Dye sublimation printing is always on a polyester, polymer, or polymer-coated item.
Using a combination of heat, time, and pressure, dye sublimation inks are converted from a solid into a gas without ever becoming a liquid. The same high temperature opens the material’s so gas can enter. When the temperature drops, the pores close and the gas reverts to a solid state, becoming a part of the polymer.
The result is a colorful, long-lasting, and resistant image.
Finish is the feel and texture of paper. While there are almost limitless finishes, most printing falls into one of two broad categories – coated or uncoated – and styles – matte or glossy.
Coated paper includes a finish that is designed to improve or enhance the printing process. Coated paper is often very smooth and may appear to have a gloss finish.
Uncoated paper is common office paper used for letterhead, copying, and printing items like brochures.
Matte printing is crisp and detailed and does not have much reflection or glare.
Glossy finishes have a polished look and are often UV-protected so images stay sharp longer than matte alternatives.
Large format refers to anything that has to be printed using a specialty printer, commonly larger than 16” x 20”. Large-format printing is used for banners, posters, and billboards.
Often large-format projects may look somewhat pixilated or low quality when viewed from a close distance. That’s because large-format printing is designed to be viewed from far away.
Pantone is the worldwide standard of color. The Pantone Matching System is a set of standard colors that are identified by number so they can be printed consistently across different printing presses and substrates.

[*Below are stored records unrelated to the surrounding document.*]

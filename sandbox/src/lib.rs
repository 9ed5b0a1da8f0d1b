//! `regolith-sandbox` — Wasmtime host runtime for compiled policy modules.
//!
//! This crate loads a pre-compiled policy module into a Wasmtime sandbox
//! and evaluates it against caller-supplied input. It provides:
//!
//! - **Value marshalling:** JSON text through the guest's allocator and parser
//! - **Builtin dispatch:** guest `opa_builtinN` calls routed to a host registry
//! - **ABI negotiation:** version check, export validation, id/name tables
//! - **Heap checkpoints:** bulk reclamation of guest memory between calls
//!
//! The primary entry points are [`load`] and [`Policy::evaluate`].

pub mod error;
pub mod config;
pub mod memory;
pub mod abi;
pub mod bridge;
pub mod host_impl;
pub mod dispatch;
pub mod validation;
pub mod linker;
pub mod runtime;
pub mod session;

pub use abi::{AbiVersion, BuiltinTable, EntrypointTable, ABI_VERSION};
pub use config::PolicyConfig;
pub use error::PolicyError;
pub use runtime::{load, PolicyModule};
pub use session::{Entrypoint, Policy};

Pantone standards take paper into account and use a set of letters to identify paper type. A color number followed by C, U or M indicates coated, uncoated, or matte paper.
This is a measure of how accurately a printer can reproduce the standard Pantone colors. The range also depends on the type of paper used.

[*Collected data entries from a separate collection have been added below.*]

//! Shared test helpers for integration tests.
//!
//! Provides a builder for small hand-written policy modules in WAT text,
//! plus registry and loading helpers used across all integration test files.
//!
//! The generated guest keeps values as null-terminated JSON text: a handle
//! is the address of that text, `opa_json_parse` copies its input into a
//! fresh allocation, and `opa_json_dump` returns the handle unchanged.

#![allow(dead_code)]

use std::sync::Arc;

use regolith_hostapi::{expect_arity, BuiltinRegistry, Builtins};
use regolith_sandbox::{Policy, PolicyConfig, PolicyError, PolicyModule};
use serde_json::{json, Value};

/// First address used for static strings. Everything below stays zero.
const STATIC_BASE: u32 = 1024;

/// Start of the guest heap (page 1).
const HEAP_BASE: u32 = 65536;

// ── Policy Module Builder ──

/// Builds a policy module speaking the ABI from a few pluggable pieces.
///
/// Function bodies can call these helpers:
/// - `$input`, `$data`, `$entrypoint` (ctx) read eval context fields
/// - `$set_result` (ctx, handle) stores the result handle
/// - `$streq` (a, b) compares two null-terminated strings
/// - `$builtin0`..`$builtin4`, `$abort`, `$println` are the host imports
pub struct PolicyWat {
    abi: Option<(i32, i32)>,
    builtins: Value,
    entrypoints: Value,
    eval_body: String,
    strings: Vec<(u32, String)>,
    next_addr: u32,
    single_call_eval: bool,
    parse_limit: Option<u32>,
    heap_ptr_limit: Option<u32>,
}

impl Default for PolicyWat {
    fn default() -> Self {
        Self::new()
    }
}

impl PolicyWat {
    pub fn new() -> Self {
        Self {
            abi: Some((1, 1)),
            builtins: json!({}),
            entrypoints: json!({}),
            eval_body: String::new(),
            strings: Vec::new(),
            next_addr: STATIC_BASE,
            single_call_eval: false,
            parse_limit: None,
            heap_ptr_limit: None,
        }
    }

    /// Declare ABI version `major.minor` through the exported globals.
    pub fn abi(mut self, major: i32, minor: i32) -> Self {
        self.abi = Some((major, minor));
        self
    }

    /// Omit the ABI version globals entirely.
    pub fn without_abi(mut self) -> Self {
        self.abi = None;
        self
    }

    /// The `{"name": id}` table returned by the `builtins` export.
    pub fn builtins(mut self, table: Value) -> Self {
        self.builtins = table;
        self
    }

    /// The `{"name": id}` table returned by the `entrypoints` export.
    pub fn entrypoints(mut self, table: Value) -> Self {
        self.entrypoints = table;
        self
    }

    /// Body of `eval`; the context address is in `$ctx`.
    pub fn eval(mut self, body: impl Into<String>) -> Self {
        self.eval_body = body.into();
        self
    }

    /// Export `opa_eval` (echoing its input) and declare ABI 1.2.
    pub fn single_call_eval(mut self) -> Self {
        self.single_call_eval = true;
        self.abi = Some((1, 2));
        self
    }

    /// Make `opa_json_parse` fail for text longer than `len` bytes.
    pub fn parse_limit(mut self, len: u32) -> Self {
        self.parse_limit = Some(len);
        self
    }

    /// Make `opa_heap_ptr_get` trap once the heap pointer is past `addr`.
    pub fn heap_ptr_limit(mut self, addr: u32) -> Self {
        self.heap_ptr_limit = Some(addr);
        self
    }

    /// Place a null-terminated string in static memory and return its address.
    pub fn string(&mut self, text: &str) -> u32 {
        let addr = self.next_addr;
        self.strings.push((addr, text.to_string()));
        // Keep every string 8-byte aligned.
        self.next_addr += (text.len() as u32 + 1 + 7) & !7;
        assert!(self.next_addr < HEAP_BASE, "static strings overflow the heap");
        addr
    }

    /// Render the module as WAT text.
    pub fn build(&self) -> String {
        let mut strings = self.strings.clone();
        let mut next = self.next_addr;
        let mut place = |text: String| {
            let addr = next;
            next += (text.len() as u32 + 1 + 7) & !7;
            strings.push((addr, text));
            addr
        };
        let builtins_addr = place(self.builtins.to_string());
        let entrypoints_addr = place(self.entrypoints.to_string());
        assert!(next < HEAP_BASE, "static strings overflow the heap");

        let mut wat = String::from("(module\n");
        wat.push_str(IMPORTS);

        if let Some((major, minor)) = self.abi {
            wat.push_str(&format!(
                "  (global (export \"opa_wasm_abi_version\") i32 (i32.const {major}))\n"
            ));
            wat.push_str(&format!(
                "  (global (export \"opa_wasm_abi_minor_version\") i32 (i32.const {minor}))\n"
            ));
        }

        wat.push_str(&format!(
            "  (global $heap (mut i32) (i32.const {HEAP_BASE}))\n"
        ));
        wat.push_str(RUNTIME);

        match self.parse_limit {
            None => wat.push_str(JSON_PARSE),
            Some(limit) => wat.push_str(&format!(
                r#"
  (func (export "opa_json_parse") (param $addr i32) (param $len i32) (result i32)
    (if (i32.gt_u (local.get $len) (i32.const {limit}))
      (then (return (i32.const 0))))
    (call $copy_text (local.get $addr) (local.get $len)))
"#
            )),
        }

        let heap_ptr_check = match self.heap_ptr_limit {
            None => String::new(),
            Some(limit) => format!(
                "(if (i32.gt_u (global.get $heap) (i32.const {limit})) (then unreachable))"
            ),
        };
        wat.push_str(&format!(
            r#"
  (func (export "opa_heap_ptr_get") (result i32)
    {heap_ptr_check}
    (global.get $heap))
"#
        ));

        wat.push_str(&format!(
            r#"
  (func (export "builtins") (result i32) (i32.const {builtins_addr}))
  (func (export "entrypoints") (result i32) (i32.const {entrypoints_addr}))
  (func (export "eval") (param $ctx i32) (result i32)
    {body}
    (i32.const 0))
"#,
            body = self.eval_body
        ));

        if self.single_call_eval {
            wat.push_str(SINGLE_CALL_EVAL);
        }

        for (addr, text) in &strings {
            wat.push_str(&format!(
                "  (data (i32.const {addr}) \"{}\\00\")\n",
                escape_wat(text)
            ));
        }

        wat.push_str(")\n");
        wat
    }

    /// Compile the module with `config`.
    pub fn compile_with(&self, config: PolicyConfig) -> Result<PolicyModule, PolicyError> {
        PolicyModule::new(self.build().as_bytes(), config)
    }

    /// Compile and instantiate with the default config.
    pub fn load(&self, registry: Builtins) -> Result<Policy, PolicyError> {
        self.load_with(registry, PolicyConfig::default())
    }

    /// Compile and instantiate with `config`.
    pub fn load_with(&self, registry: Builtins, config: PolicyConfig) -> Result<Policy, PolicyError> {
        regolith_sandbox::load(self.build().as_bytes(), shared(registry), config)
    }
}

/// Escape arbitrary text for a WAT string literal.
fn escape_wat(text: &str) -> String {
    let mut out = String::with_capacity(text.len());
    for &b in text.as_bytes() {
        match b {
            b'"' => out.push_str("\\\""),
            b'\\' => out.push_str("\\\\"),
            0x20..=0x7e => out.push(b as char),
            _ => out.push_str(&format!("\\{:02x}", b)),
        }
    }
    out
}

const IMPORTS: &str = r#"
  (import "env" "memory" (memory 2))
  (import "env" "opa_abort" (func $abort (param i32)))
  (import "env" "opa_println" (func $println (param i32)))
  (import "env" "opa_builtin0" (func $builtin0 (param i32 i32) (result i32)))
  (import "env" "opa_builtin1" (func $builtin1 (param i32 i32 i32) (result i32)))
  (import "env" "opa_builtin2" (func $builtin2 (param i32 i32 i32 i32) (result i32)))
  (import "env" "opa_builtin3" (func $builtin3 (param i32 i32 i32 i32 i32) (result i32)))
  (import "env" "opa_builtin4" (func $builtin4 (param i32 i32 i32 i32 i32 i32) (result i32)))
"#;

/// Bump allocator, heap pointer, eval context, and string helpers.
const RUNTIME: &str = r#"
  (func $malloc (export "opa_malloc") (param $size i32) (result i32)
    (local $addr i32)
    (local $end i32)
    (local $limit i32)
    (local.set $addr (global.get $heap))
    (local.set $end (i32.add (local.get $addr) (local.get $size)))
    (local.set $limit (i32.mul (memory.size) (i32.const 65536)))
    (if (i32.gt_u (local.get $end) (local.get $limit))
      (then
        (if (i32.eq
              (memory.grow
                (i32.add
                  (i32.shr_u (i32.sub (local.get $end) (local.get $limit)) (i32.const 16))
                  (i32.const 1)))
              (i32.const -1))
          (then unreachable))))
    (global.set $heap (local.get $end))
    (local.get $addr))

  (func $copy_text (param $addr i32) (param $len i32) (result i32)
    (local $copy i32)
    (local.set $copy (call $malloc (i32.add (local.get $len) (i32.const 1))))
    (memory.copy (local.get $copy) (local.get $addr) (local.get $len))
    (i32.store8 (i32.add (local.get $copy) (local.get $len)) (i32.const 0))
    (local.get $copy))

  (func (export "opa_json_dump") (param $handle i32) (result i32)
    (local.get $handle))

  (func (export "opa_heap_ptr_set") (param $ptr i32)
    (global.set $heap (local.get $ptr)))

  (func (export "opa_eval_ctx_new") (result i32)
    (local $ctx i32)
    (local.set $ctx (call $malloc (i32.const 16)))
    (i32.store (local.get $ctx) (i32.const 0))
    (i32.store offset=4 (local.get $ctx) (i32.const 0))
    (i32.store offset=8 (local.get $ctx) (i32.const 0))
    (i32.store offset=12 (local.get $ctx) (i32.const 0))
    (local.get $ctx))

  (func (export "opa_eval_ctx_set_input") (param $ctx i32) (param $v i32)
    (i32.store (local.get $ctx) (local.get $v)))

  (func (export "opa_eval_ctx_set_data") (param $ctx i32) (param $v i32)
    (i32.store offset=4 (local.get $ctx) (local.get $v)))

  (func (export "opa_eval_ctx_set_entrypoint") (param $ctx i32) (param $v i32)
    (i32.store offset=8 (local.get $ctx) (local.get $v)))

  (func (export "opa_eval_ctx_get_result") (param $ctx i32) (result i32)
    (i32.load offset=12 (local.get $ctx)))

  (func $input (param $ctx i32) (result i32)
    (i32.load (local.get $ctx)))

  (func $data (param $ctx i32) (result i32)
    (i32.load offset=4 (local.get $ctx)))

  (func $entrypoint (param $ctx i32) (result i32)
    (i32.load offset=8 (local.get $ctx)))

  (func $set_result (param $ctx i32) (param $v i32)
    (i32.store offset=12 (local.get $ctx) (local.get $v)))

  (func $streq (param $a i32) (param $b i32) (result i32)
    (local $c i32)
    (block $differ
      (loop $next
        (local.set $c (i32.load8_u (local.get $a)))
        (br_if $differ (i32.ne (local.get $c) (i32.load8_u (local.get $b))))
        (if (i32.eqz (local.get $c))
          (then (return (i32.const 1))))
        (local.set $a (i32.add (local.get $a) (i32.const 1)))
        (local.set $b (i32.add (local.get $b) (i32.const 1)))
        (br $next)))
    (i32.const 0))
"#;

const JSON_PARSE: &str = r#"
  (func (export "opa_json_parse") (param $addr i32) (param $len i32) (result i32)
    (call $copy_text (local.get $addr) (local.get $len)))
"#;

/// `opa_eval` that returns its input text unchanged.
const SINGLE_CALL_EVAL: &str = r#"
  (func (export "opa_eval")
    (param $reserved i32) (param $entrypoint i32) (param $data i32)
    (param $input i32) (param $input_len i32) (param $heap_ptr i32) (param $format i32)
    (result i32)
    (global.set $heap (local.get $heap_ptr))
    (call $copy_text (local.get $input) (local.get $input_len)))
"#;

// ── Eval Bodies ──

/// `eval` body that always yields the result at `addr`.
pub fn yield_static(addr: u32) -> String {
    format!("(call $set_result (local.get $ctx) (i32.const {addr}))")
}

/// `eval` body that yields `then` if the input text equals the string at
/// `expected`, `otherwise` if not.
pub fn yield_if_input_is(expected: u32, then: u32, otherwise: u32) -> String {
    format!(
        "(call $set_result (local.get $ctx)
           (select (i32.const {then}) (i32.const {otherwise})
             (call $streq (call $input (local.get $ctx)) (i32.const {expected}))))"
    )
}

/// `eval` body that yields the input value itself.
pub fn echo_input() -> String {
    "(call $set_result (local.get $ctx) (call $input (local.get $ctx)))".to_string()
}

// ── Policies ──

/// A policy whose default entrypoint always yields `[true]`.
pub fn always_allow() -> PolicyWat {
    let mut wat = PolicyWat::new();
    let allow = wat.string("[true]");
    wat.eval(yield_static(allow))
}

/// A policy yielding `[true]` for input `"admin"` and `[]` otherwise.
pub fn admin_only() -> PolicyWat {
    let mut wat = PolicyWat::new();
    let admin = wat.string(r#""admin""#);
    let allow = wat.string("[true]");
    let undefined = wat.string("[]");
    wat.eval(yield_if_input_is(admin, allow, undefined))
}

/// A policy whose result is its input.
pub fn echo() -> PolicyWat {
    PolicyWat::new().eval(echo_input())
}

/// A policy asking builtin `test.member` whether the input is a key of data.
pub fn data_membership() -> PolicyWat {
    PolicyWat::new()
        .builtins(json!({"test.member": 0}))
        .eval(
            "(call $set_result (local.get $ctx)
               (call $builtin2 (i32.const 0) (i32.const 0)
                 (call $data (local.get $ctx))
                 (call $input (local.get $ctx))))",
        )
}

// ── Registries ──

/// Wrap a registry for `load`.
pub fn shared(registry: Builtins) -> Arc<dyn BuiltinRegistry> {
    Arc::new(registry)
}

/// `test.member(data, key)`: `[true]` if `key` is a string key of `data`.
pub fn membership_builtins() -> Builtins {
    Builtins::new().with("test.member", |args| {
        expect_arity(args, 2)?;
        let found = match (&args[0], &args[1]) {
            (Value::Object(map), Value::String(key)) => map.contains_key(key),
            _ => false,
        };
        Ok(Some(json!([found])))
    })
}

Pigment-based inks consist of a dry, powdery substance that is suspended in a liquid. This ink bonds to the material to which it was printed. In general, pigment-based inks are less vibrant than dye-based inks but are more durable and will not smudge when exposed to water. They are also resistant to fading when exposed to sunlight.
PPI stands for pixels per inch.
PPI describes the number of square pixels that show up in an inch of digital screen (compare this to DPI, which is the number of physical dots of ink in a printed document).
In the printing process, all the physical pixels that composed the image on screen are translated into little squares of different hues on paper. Because these “pixels” on paper have no fixed size, if you increase the size of your image, the “pixels” will become larger and result in a rough-looking image.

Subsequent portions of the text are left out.